* _Your task_: Range to output from the entries below: the line containing "let check_number = cif_check_number(numeral);" through the line containing "is the numeral.". Set it down exactly, ends included, nothing else.

[[ Task data, beginning ]]

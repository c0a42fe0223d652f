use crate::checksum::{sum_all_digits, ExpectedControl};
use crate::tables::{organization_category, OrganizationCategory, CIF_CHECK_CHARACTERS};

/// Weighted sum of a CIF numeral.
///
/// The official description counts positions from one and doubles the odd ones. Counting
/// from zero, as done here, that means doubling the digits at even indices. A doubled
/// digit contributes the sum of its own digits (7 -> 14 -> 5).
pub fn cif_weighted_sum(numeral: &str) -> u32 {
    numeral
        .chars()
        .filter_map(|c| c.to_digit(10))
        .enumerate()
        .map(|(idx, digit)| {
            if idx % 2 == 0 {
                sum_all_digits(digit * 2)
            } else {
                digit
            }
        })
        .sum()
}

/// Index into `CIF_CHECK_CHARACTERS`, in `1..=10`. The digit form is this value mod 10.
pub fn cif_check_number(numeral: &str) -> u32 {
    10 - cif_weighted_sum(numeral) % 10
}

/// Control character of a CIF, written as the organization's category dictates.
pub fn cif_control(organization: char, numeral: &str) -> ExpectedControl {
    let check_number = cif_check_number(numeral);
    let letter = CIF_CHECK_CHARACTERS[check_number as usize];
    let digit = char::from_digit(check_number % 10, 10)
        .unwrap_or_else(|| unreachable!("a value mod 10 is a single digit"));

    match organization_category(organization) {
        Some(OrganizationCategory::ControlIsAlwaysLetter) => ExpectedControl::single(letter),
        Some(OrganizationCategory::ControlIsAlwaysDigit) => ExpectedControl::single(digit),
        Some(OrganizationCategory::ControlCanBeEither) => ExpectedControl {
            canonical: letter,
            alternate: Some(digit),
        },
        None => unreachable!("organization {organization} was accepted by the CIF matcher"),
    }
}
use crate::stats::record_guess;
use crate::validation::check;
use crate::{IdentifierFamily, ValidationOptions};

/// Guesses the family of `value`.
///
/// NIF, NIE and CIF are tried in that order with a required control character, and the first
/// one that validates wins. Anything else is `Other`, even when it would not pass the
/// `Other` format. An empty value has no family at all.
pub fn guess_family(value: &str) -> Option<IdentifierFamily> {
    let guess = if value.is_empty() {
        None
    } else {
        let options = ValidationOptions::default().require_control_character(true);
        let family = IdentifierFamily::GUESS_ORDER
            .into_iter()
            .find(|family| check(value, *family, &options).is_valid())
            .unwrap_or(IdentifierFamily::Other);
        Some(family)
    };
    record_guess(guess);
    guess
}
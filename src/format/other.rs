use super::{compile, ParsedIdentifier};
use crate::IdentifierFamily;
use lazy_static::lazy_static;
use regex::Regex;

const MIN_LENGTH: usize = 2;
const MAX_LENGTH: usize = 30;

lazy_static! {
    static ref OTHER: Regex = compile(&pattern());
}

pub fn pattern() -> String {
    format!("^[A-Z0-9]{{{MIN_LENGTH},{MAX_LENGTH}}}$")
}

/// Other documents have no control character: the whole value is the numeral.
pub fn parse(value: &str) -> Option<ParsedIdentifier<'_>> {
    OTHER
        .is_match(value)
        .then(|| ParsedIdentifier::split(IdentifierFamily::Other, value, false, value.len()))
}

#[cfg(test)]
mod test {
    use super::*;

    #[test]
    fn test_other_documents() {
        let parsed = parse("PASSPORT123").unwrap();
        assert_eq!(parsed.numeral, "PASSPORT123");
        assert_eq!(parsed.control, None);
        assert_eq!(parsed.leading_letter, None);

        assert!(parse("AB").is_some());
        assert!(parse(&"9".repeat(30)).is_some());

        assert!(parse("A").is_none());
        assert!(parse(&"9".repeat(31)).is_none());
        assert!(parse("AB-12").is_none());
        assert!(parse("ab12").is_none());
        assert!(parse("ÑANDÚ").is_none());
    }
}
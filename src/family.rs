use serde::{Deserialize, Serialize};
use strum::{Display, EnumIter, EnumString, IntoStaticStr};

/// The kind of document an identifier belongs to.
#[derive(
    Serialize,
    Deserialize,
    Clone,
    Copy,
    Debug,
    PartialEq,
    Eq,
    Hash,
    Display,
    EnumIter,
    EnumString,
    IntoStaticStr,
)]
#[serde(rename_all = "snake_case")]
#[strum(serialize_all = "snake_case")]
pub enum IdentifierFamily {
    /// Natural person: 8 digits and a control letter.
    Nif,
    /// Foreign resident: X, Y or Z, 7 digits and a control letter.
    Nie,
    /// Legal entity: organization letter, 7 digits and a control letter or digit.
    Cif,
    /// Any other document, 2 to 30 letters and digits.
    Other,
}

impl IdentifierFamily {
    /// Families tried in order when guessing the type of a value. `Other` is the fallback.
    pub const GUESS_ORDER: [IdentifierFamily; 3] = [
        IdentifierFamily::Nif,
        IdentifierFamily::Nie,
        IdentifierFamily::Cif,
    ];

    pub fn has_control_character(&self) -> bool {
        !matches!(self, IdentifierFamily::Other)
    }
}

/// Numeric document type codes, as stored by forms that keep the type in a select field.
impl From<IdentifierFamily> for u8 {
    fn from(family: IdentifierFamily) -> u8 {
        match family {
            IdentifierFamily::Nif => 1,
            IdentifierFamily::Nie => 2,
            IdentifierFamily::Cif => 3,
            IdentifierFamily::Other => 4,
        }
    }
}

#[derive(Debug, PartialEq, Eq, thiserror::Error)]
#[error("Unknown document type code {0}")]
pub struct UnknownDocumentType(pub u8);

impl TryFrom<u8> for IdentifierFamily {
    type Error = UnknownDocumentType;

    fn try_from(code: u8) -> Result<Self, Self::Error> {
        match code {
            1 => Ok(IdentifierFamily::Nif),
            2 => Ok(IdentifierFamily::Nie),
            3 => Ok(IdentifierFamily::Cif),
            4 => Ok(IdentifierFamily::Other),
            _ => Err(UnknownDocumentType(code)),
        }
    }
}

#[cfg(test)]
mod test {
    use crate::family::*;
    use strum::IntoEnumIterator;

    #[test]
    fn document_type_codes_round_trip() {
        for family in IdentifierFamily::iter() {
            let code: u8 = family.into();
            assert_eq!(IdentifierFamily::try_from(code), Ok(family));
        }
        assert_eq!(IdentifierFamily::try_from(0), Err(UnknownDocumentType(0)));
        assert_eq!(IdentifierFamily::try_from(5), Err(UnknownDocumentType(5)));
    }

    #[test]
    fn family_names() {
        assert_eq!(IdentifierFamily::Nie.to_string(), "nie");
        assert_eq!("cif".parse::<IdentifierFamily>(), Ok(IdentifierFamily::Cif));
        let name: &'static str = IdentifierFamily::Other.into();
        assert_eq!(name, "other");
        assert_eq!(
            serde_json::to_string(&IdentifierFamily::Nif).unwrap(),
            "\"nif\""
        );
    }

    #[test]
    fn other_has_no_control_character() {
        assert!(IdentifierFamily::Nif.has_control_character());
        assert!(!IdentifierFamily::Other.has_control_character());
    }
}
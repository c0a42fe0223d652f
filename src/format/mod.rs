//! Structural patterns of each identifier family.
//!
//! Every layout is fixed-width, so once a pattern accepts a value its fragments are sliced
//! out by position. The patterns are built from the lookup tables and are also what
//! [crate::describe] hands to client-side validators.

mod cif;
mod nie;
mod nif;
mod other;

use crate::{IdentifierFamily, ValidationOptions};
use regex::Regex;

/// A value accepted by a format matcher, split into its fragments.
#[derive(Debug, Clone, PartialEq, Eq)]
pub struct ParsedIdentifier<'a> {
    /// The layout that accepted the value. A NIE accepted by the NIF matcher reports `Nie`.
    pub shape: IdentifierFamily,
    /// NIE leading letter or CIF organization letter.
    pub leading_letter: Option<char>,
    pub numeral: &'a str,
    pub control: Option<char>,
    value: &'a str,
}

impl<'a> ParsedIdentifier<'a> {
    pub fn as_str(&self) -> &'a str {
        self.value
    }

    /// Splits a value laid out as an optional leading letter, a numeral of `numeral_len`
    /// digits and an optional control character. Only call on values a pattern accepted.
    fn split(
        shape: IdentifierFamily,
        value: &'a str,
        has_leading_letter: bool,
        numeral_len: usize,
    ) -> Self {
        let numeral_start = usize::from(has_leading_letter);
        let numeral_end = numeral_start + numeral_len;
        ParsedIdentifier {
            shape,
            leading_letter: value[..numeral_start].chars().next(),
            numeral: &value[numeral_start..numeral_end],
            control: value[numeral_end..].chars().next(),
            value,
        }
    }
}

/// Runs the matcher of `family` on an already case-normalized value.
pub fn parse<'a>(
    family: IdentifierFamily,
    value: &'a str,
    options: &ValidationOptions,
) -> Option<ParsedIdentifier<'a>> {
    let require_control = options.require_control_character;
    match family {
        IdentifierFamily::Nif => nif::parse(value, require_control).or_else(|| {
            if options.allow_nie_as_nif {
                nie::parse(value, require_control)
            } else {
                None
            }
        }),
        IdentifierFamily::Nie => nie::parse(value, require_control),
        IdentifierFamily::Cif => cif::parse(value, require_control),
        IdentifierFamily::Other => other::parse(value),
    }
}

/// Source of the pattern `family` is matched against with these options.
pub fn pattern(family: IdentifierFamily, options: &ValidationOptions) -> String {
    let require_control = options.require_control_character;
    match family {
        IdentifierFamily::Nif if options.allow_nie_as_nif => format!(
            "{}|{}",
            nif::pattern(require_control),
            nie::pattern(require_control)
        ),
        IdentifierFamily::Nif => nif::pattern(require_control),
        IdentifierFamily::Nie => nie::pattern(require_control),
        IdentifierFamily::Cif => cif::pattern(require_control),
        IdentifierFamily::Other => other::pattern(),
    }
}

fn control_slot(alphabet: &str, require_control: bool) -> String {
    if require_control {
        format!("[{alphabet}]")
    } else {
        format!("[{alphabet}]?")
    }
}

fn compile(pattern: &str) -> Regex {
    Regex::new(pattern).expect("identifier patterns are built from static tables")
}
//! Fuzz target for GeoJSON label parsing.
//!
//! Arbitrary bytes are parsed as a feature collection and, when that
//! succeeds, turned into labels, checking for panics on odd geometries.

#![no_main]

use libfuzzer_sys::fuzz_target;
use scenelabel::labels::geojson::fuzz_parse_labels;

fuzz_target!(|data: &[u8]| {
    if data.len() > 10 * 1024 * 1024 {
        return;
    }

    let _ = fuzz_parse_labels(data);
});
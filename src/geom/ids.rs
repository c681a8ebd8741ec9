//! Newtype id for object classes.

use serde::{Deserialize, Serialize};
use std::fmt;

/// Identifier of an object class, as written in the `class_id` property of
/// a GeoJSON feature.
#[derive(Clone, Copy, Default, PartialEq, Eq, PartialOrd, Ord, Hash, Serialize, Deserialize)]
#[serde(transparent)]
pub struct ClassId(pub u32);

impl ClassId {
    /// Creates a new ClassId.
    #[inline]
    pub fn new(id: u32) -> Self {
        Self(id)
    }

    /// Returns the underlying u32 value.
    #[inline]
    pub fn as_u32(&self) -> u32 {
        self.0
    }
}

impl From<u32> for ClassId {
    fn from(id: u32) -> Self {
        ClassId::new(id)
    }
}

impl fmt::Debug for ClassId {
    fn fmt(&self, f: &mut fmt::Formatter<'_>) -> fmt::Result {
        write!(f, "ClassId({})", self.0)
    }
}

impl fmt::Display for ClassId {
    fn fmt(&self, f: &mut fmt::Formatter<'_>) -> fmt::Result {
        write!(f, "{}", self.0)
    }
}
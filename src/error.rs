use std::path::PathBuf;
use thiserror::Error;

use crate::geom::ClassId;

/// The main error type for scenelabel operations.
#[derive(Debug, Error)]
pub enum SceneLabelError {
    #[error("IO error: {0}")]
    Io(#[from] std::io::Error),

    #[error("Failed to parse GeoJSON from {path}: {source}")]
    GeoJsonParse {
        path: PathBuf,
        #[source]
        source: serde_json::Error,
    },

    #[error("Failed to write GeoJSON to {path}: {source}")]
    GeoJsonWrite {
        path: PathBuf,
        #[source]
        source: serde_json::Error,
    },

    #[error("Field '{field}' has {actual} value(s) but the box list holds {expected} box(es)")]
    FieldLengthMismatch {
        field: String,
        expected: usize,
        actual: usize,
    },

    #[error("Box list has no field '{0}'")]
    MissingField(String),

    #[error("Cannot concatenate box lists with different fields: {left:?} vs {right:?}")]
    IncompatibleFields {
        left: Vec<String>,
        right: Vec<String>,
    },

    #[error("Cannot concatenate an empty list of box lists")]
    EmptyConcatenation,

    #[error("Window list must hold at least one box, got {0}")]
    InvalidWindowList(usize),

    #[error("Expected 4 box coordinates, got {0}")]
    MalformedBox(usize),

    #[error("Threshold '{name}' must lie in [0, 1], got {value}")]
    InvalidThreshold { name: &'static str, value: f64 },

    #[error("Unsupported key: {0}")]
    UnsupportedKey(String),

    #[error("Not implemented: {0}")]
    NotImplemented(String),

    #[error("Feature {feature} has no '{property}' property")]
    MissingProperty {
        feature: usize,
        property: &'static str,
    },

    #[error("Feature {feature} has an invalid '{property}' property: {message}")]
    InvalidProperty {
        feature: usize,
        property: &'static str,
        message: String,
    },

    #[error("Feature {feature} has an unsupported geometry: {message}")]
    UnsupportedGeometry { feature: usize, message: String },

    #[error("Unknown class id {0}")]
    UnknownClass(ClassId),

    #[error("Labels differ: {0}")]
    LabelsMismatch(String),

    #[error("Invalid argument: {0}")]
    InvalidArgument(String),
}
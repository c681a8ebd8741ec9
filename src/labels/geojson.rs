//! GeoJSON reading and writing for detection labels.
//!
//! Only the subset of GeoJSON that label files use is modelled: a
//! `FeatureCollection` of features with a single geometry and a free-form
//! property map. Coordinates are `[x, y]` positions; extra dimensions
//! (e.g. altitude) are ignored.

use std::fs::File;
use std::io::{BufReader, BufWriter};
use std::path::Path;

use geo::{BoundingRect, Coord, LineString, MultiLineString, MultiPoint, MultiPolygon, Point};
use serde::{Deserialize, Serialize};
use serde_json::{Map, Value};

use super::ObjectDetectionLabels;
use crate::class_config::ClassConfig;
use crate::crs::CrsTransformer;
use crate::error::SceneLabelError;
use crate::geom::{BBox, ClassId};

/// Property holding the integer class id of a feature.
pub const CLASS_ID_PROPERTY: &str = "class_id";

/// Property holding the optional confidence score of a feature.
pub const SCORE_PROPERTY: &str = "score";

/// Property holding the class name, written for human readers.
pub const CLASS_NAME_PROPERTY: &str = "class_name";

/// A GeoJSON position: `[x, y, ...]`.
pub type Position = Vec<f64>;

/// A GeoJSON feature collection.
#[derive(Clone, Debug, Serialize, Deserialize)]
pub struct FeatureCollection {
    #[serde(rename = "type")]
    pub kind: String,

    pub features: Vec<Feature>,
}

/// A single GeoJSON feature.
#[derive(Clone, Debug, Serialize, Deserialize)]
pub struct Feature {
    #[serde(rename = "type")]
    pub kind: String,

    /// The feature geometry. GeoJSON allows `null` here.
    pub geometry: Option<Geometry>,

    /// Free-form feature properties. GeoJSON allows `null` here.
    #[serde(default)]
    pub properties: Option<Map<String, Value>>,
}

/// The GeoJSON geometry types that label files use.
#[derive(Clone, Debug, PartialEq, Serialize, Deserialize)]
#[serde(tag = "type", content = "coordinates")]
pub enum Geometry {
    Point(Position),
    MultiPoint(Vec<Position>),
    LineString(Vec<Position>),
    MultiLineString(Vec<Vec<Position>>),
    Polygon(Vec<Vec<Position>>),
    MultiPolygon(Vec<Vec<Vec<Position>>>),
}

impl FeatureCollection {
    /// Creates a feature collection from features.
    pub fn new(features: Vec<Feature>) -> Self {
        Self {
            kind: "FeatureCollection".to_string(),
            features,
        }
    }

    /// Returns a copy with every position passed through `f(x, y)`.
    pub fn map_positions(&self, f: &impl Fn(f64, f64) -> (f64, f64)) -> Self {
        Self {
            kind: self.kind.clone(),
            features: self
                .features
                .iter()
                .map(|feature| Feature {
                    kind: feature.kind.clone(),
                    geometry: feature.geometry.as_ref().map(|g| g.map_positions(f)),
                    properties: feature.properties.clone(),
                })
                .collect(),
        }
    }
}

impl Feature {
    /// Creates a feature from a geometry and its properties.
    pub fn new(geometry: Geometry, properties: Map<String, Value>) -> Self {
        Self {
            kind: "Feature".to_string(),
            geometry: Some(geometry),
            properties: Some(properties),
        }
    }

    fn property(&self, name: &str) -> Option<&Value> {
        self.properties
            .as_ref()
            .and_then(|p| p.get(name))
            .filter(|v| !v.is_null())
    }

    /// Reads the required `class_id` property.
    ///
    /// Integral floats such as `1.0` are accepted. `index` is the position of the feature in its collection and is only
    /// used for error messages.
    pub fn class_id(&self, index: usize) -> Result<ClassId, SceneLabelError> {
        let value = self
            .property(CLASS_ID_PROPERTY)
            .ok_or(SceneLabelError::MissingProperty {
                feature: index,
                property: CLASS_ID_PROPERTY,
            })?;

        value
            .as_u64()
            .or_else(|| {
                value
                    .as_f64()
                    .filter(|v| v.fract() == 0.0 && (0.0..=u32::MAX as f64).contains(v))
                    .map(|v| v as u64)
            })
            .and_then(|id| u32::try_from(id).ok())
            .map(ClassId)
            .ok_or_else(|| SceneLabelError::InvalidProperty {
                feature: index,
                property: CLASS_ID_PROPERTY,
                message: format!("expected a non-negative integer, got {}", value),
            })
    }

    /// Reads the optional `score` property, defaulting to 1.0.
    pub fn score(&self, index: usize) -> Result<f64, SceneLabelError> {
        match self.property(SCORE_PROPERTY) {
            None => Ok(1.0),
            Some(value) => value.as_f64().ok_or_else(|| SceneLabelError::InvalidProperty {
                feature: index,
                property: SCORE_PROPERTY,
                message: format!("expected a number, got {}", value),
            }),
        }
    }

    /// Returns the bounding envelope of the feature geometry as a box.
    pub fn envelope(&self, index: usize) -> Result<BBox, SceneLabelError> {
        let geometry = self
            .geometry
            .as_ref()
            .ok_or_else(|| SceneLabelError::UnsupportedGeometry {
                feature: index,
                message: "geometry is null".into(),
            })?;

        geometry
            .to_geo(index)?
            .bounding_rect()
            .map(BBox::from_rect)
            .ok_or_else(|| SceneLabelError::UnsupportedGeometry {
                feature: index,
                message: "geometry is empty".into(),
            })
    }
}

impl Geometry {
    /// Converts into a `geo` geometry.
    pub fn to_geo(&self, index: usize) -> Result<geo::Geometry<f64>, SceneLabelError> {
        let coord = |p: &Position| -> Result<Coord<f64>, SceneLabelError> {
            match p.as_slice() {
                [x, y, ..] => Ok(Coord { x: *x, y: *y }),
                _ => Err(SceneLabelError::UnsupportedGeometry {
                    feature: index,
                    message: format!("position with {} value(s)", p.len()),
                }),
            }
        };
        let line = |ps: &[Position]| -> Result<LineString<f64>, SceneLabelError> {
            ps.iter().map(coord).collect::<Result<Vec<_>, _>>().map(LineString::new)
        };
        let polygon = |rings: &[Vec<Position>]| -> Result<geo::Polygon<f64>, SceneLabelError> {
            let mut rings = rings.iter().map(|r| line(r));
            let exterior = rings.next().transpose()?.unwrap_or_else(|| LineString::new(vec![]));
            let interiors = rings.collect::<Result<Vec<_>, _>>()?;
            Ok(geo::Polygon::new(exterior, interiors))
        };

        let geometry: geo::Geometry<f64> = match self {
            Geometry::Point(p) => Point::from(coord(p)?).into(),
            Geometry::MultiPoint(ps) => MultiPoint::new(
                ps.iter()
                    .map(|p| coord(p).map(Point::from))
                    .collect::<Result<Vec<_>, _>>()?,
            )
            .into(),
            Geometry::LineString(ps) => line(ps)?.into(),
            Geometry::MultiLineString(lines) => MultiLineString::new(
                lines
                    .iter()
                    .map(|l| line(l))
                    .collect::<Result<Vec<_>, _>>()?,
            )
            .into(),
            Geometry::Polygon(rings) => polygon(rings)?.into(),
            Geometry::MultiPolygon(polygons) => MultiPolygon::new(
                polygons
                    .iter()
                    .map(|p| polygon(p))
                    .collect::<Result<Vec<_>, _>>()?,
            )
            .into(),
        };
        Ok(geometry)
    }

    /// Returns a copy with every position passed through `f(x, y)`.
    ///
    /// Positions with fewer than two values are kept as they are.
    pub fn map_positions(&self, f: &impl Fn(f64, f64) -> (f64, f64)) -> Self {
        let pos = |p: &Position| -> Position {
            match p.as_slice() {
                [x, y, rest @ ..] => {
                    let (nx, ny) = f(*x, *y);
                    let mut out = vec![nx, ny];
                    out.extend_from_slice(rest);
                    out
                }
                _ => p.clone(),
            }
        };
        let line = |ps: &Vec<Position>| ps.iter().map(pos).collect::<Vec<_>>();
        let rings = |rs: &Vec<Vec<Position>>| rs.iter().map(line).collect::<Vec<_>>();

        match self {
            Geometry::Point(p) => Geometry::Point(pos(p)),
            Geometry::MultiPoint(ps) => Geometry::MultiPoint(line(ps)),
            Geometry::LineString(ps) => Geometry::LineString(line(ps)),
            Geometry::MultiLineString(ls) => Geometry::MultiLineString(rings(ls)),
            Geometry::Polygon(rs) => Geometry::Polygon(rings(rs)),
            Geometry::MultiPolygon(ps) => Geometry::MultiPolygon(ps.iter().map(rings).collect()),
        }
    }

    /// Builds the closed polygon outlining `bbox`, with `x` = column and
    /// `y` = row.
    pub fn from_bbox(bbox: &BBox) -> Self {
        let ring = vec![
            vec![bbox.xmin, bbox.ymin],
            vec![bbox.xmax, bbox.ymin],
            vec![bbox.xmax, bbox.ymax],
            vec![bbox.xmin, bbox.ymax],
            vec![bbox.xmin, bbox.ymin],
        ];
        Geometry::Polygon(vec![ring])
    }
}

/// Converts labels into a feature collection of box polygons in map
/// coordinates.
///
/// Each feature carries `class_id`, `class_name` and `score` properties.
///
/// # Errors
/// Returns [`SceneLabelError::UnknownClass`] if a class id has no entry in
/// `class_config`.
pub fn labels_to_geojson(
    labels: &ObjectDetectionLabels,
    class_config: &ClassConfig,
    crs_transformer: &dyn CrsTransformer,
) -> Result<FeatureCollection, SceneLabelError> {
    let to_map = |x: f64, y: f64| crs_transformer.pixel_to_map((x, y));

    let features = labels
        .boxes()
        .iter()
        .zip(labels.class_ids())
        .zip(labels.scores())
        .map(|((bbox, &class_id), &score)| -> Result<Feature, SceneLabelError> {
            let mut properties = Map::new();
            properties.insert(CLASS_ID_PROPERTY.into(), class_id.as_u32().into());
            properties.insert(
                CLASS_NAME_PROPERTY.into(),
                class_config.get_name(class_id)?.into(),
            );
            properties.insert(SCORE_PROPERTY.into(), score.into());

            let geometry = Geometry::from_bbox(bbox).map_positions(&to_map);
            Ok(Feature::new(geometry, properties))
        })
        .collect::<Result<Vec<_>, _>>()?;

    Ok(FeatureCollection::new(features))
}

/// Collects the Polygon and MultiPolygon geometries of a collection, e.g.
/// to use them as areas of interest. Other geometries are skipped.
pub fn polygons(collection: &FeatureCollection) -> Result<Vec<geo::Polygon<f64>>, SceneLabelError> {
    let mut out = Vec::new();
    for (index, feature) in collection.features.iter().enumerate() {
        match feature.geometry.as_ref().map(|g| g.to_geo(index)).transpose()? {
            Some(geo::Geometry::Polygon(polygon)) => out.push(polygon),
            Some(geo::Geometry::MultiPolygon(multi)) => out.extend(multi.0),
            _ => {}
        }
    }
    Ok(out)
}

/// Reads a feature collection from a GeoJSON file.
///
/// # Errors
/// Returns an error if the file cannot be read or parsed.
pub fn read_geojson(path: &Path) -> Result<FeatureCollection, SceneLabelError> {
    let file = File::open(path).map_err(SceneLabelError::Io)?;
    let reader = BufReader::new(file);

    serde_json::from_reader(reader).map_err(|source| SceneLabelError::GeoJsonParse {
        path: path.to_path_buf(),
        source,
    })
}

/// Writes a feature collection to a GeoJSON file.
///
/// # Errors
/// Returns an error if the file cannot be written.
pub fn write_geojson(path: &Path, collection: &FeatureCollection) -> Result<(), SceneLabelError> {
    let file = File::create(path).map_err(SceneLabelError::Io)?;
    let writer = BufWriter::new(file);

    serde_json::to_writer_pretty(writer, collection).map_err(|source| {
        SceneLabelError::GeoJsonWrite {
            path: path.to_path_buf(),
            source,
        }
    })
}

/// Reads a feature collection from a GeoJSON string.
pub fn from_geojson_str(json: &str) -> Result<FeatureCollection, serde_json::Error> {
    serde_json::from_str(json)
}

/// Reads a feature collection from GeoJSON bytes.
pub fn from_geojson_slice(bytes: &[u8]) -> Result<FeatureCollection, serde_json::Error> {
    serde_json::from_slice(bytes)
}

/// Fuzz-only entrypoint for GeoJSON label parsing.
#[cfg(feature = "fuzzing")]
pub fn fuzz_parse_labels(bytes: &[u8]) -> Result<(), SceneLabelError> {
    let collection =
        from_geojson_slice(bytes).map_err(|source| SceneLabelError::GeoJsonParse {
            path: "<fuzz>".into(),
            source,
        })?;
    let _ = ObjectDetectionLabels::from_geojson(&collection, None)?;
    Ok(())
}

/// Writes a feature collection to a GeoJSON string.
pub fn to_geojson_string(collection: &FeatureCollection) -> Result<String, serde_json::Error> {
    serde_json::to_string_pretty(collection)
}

[[ Task data, end ]]

* _Exercise answer_:
    let check_number = cif_check_number(numeral);
    let letter = CIF_CHECK_CHARACTERS[check_number as usize];
    let digit = char::from_digit(check_number % 10, 10)
        .unwrap_or_else(|| unreachable!("a value mod 10 is a single digit"));

    match organization_category(organization) {
        Some(OrganizationCategory::ControlIsAlwaysLetter) => ExpectedControl::single(letter),
        Some(OrganizationCategory::ControlIsAlwaysDigit) => ExpectedControl::single(digit),
        Some(OrganizationCategory::ControlCanBeEither) => ExpectedControl {
            canonical: letter,
            alternate: Some(digit),
        },
        None => unreachable!("organization {organization} was accepted by the CIF matcher"),
    }
}
use crate::stats::record_guess;
use crate::validation::check;
use crate::{IdentifierFamily, ValidationOptions};

/// Guesses the family of `value`.
///
/// NIF, NIE and CIF are tried in that order with a required control character, and the first
/// one that validates wins. Anything else is `Other`, even when it would not pass the
/// `Other` format. An empty value has no family at all.
pub fn guess_family(value: &str) -> Option<IdentifierFamily> {
    let guess = if value.is_empty() {
        None
    } else {
        let options = ValidationOptions::default().require_control_character(true);
        let family = IdentifierFamily::GUESS_ORDER
            .into_iter()
            .find(|family| check(value, *family, &options).is_valid())
            .unwrap_or(IdentifierFamily::Other);
        Some(family)
    };
    record_guess(guess);
    guess
}
filename src/format/other.rs
use super::{compile, ParsedIdentifier};
use crate::IdentifierFamily;
use lazy_static::lazy_static;
use regex::Regex;

const MIN_LENGTH: usize = 2;
const MAX_LENGTH: usize = 30;

lazy_static! {
    static ref OTHER: Regex = compile(&pattern());
}

pub fn pattern() -> String {
    format!("^[A-Z0-9]{{{MIN_LENGTH},{MAX_LENGTH}}}$")
}

/// Other documents have no control character: the whole value is the numeral.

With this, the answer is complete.